# Capstone Project

In [None]:
import pandas as pd
import numpy as np

employee_data = [
    ['A001', 'John Alter',       'M', 'Paris',     25],
    ['A002', 'Alice Luxumberg',  'F', 'London',    27],
    ['A003', 'Tom Sabestine',    'M', 'Berlin',    29],
    ['A004', 'Nina Adgra',       'F', 'Newyork',   31],
    ['A005', 'Amy Johny',        'F', 'Madrid',    30],
]

# Define column names
columns = ['ID', 'Name', 'Gender', 'City', 'Age']

# Create DataFrame
df_employee = pd.DataFrame(employee_data, columns=columns)

# Show the DataFrame
print(df_employee)

project_data = [
    ['A001', 'Project 1', 1002000, 'Finished'],
    ['A002', 'Project 2', 2000000, 'Ongoing'],
    ['A003', 'Project 3', 4500000, 'Finished'],
    ['A004', 'Project 4', 5500000, 'Ongoing'],
    ['A005', 'Project 5', np.nan,    'Finished'],
    ['A002', 'Project 6', 680000, 'Failed'],
    ['A005', 'Project 7', 400000, 'Finished'],
    ['A003', 'Project 8', 350000, 'Failed'],
    ['A001', 'Project 9', np.nan,    'Ongoing'],
    ['A003', 'Project 10', 300000, 'Finished'],
    ['A001', 'Project 11', 2000000, 'Failed'],
    ['A004', 'Project 12', 1000000, 'Ongoing'],
    ['A004', 'Project 13', 3000000, 'Finished'],
    ['A005', 'Project 14', 200000, 'Finished']
]

# Define the column names
columns = ['ID', 'Project', 'Cost', 'Status']

# Create the DataFrame
df_project = pd.DataFrame(project_data, columns=columns)

# Show the DataFrame
print(df_project)

seniority_data = [
    ['A001', 2],
    ['A002', 2],
    ['A003', 3],
    ['A004', 2],
    ['A005', 3]
]

# Define columns
columns = ['ID', 'Designation Level']

# Create DataFrame
df_seniority = pd.DataFrame(seniority_data, columns=columns)

# Display it
print(df_seniority)

# Save to CSV
df_employee.to_csv('Employee.csv', index=False)
df_project.to_csv('Project.csv', index=False)
df_seniority.to_csv('Seniority.csv', index=False)

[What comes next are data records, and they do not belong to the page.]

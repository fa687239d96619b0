use glam::Vec3;

use crate::flat_distance;
use crate::intercept::{find_filtered_intercept, find_intercept, is_vertically_accessible};
use crate::output::ControlOutput;
use crate::planning::context::TickContext;
use crate::planning::steer::steer_toward;

/// Car centre within this of the ball surface counts as a touch
const TOUCH_REACH: f32 = 2.0;

/// Drives at the earliest reachable ball position until the car touches the ball
#[derive(Debug, Clone, Default)]
pub struct ChaseStep;

impl ChaseStep {
    pub fn new() -> Self {
        Self
    }

    pub(super) fn poll(&mut self, ctx: &TickContext) -> Option<ControlOutput> {
        let car = &ctx.car;
        if car.position.distance(ctx.ball.space) < ctx.arena.ball_radius + TOUCH_REACH {
            log::debug!("Chase reached the ball");
            return None;
        }

        let plot = ctx.reach_plot(car.boost, flat_distance(car.position, ctx.ball.space));
        let target = find_intercept(car, ctx.path, &plot)
            .map(|intercept| intercept.space)
            .unwrap_or_else(|| ctx.path.end().space);

        steer_toward(car, target)
    }
}

/// Drives at an offset from the earliest reachable ball position.
///
/// Finishes when no intercept is feasible any more or the moment first chosen has passed.
#[derive(Debug, Clone)]
pub struct InterceptStep {
    modifier: Vec3,
    chosen_time: Option<f32>,
}

impl InterceptStep {
    pub fn new(modifier: Vec3) -> Self {
        Self {
            modifier,
            chosen_time: None,
        }
    }

    /// Offset added to the ball position when aiming
    pub fn modifier(&self) -> Vec3 {
        self.modifier
    }

    pub fn chosen_time(&self) -> Option<f32> {
        self.chosen_time
    }

    pub(super) fn poll(&mut self, ctx: &TickContext) -> Option<ControlOutput> {
        let car = &ctx.car;
        let plot = ctx.reach_plot(car.boost, 0.0);
        let Some(intercept) =
            find_filtered_intercept(car, ctx.path, &plot, self.modifier, is_vertically_accessible)
        else {
            log::debug!("No intercept available");
            return None;
        };

        let chosen_time = *self.chosen_time.get_or_insert(intercept.time);
        if ctx.time > chosen_time {
            log::debug!("Intercept moment has passed");
            return None;
        }

        steer_toward(car, intercept.space)
    }
}

#[cfg(test)]
mod tests {
    use super::*;
    use crate::planning::context::fixture::Fixture;

    #[test]
    fn test_chase_drives_at_ball() {
        let fixture = Fixture::new(Vec3::new(0.0, -40.0, 0.34), Vec3::new(0.0, 0.0, 1.8555), Vec3::ZERO);
        let output = ChaseStep::new().poll(&fixture.ctx()).unwrap();
        assert_eq!(output.throttle, 1.0);
        assert!(output.steer.abs() < 1e-3);
        assert!(output.boost);
    }

    #[test]
    fn test_chase_done_on_touch() {
        let fixture = Fixture::new(Vec3::new(0.0, -3.0, 0.34), Vec3::new(0.0, 0.0, 1.8555), Vec3::ZERO);
        assert!(ChaseStep::new().poll(&fixture.ctx()).is_none());
    }

    #[test]
    fn test_intercept_finishes_once_moment_passes() {
        let fixture = Fixture::new(Vec3::new(0.0, -40.0, 0.34), Vec3::new(0.0, 0.0, 1.8555), Vec3::ZERO);
        let mut step = InterceptStep::new(Vec3::new(0.0, -1.5, 0.0));
        assert!(step.poll(&fixture.ctx()).is_some());
        let chosen = step.chosen_time().unwrap();
        assert!(chosen > 0.0);

        let later = fixture.advanced(chosen + 0.5);
        assert!(step.poll(&later.ctx()).is_none());
    }

    #[test]
    fn test_intercept_gives_up_when_unreachable() {
        // Ball sails high over a car with no boost to climb after it
        let mut fixture = Fixture::new(
            Vec3::new(0.0, -80.0, 0.34),
            Vec3::new(0.0, 60.0, 30.0),
            Vec3::new(0.0, 30.0, 5.0),
        );
        fixture.car.boost = 0.0;
        assert!(InterceptStep::new(Vec3::ZERO).poll(&fixture.ctx()).is_none());
    }
}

ModuleNotFoundError: No module named 'pandas'

## Task 2-10

In [None]:
# -------------------------
# Task 2: Fill missing cost values using running average
# -------------------------
# Read the Project.csv file into a pandas DataFrame
df_project = pd.read_csv("Project.csv")

# Convert the 'Cost' column to a Python list for easier manipulation
costs = df_project['Cost'].tolist()

# Iterate through each element in the costs list using index
for i in range(len(costs)):
    # Check if the current cost value is NaN (missing)
    if pd.isna(costs[i]):
        # Initialize counters for calculating running average
        count = 0  # Count of non-missing values found so far
        total = 0  # Sum of non-missing values found so far
        
        # Look at all previous values (from index 0 to current index i-1)
        for j in range(i):
            # Check if the value at index j is not missing
            if not pd.isna(costs[j]):
                # Add the value to running total
                total += costs[j]
                # Increment the count of valid values
                count += 1
        
        # Calculate running average: if count > 0, use average; otherwise use 0
        costs[i] = total / count if count != 0 else 0

# Replace the original 'Cost' column with the updated list (missing values filled)
df_project['Cost'] = costs

# -------------------------
# Task 3: Split name into First Name and Last Name
# -------------------------
# Read the Employee.csv file into a pandas DataFrame
df_employee = pd.read_csv("Employee.csv")

# Split the 'Name' column on space character, create two new columns
# n=1 means split only on first space, expand=True creates separate columns
df_employee[['First Name', 'Last Name']] = df_employee['Name'].str.split(' ', n=1, expand=True)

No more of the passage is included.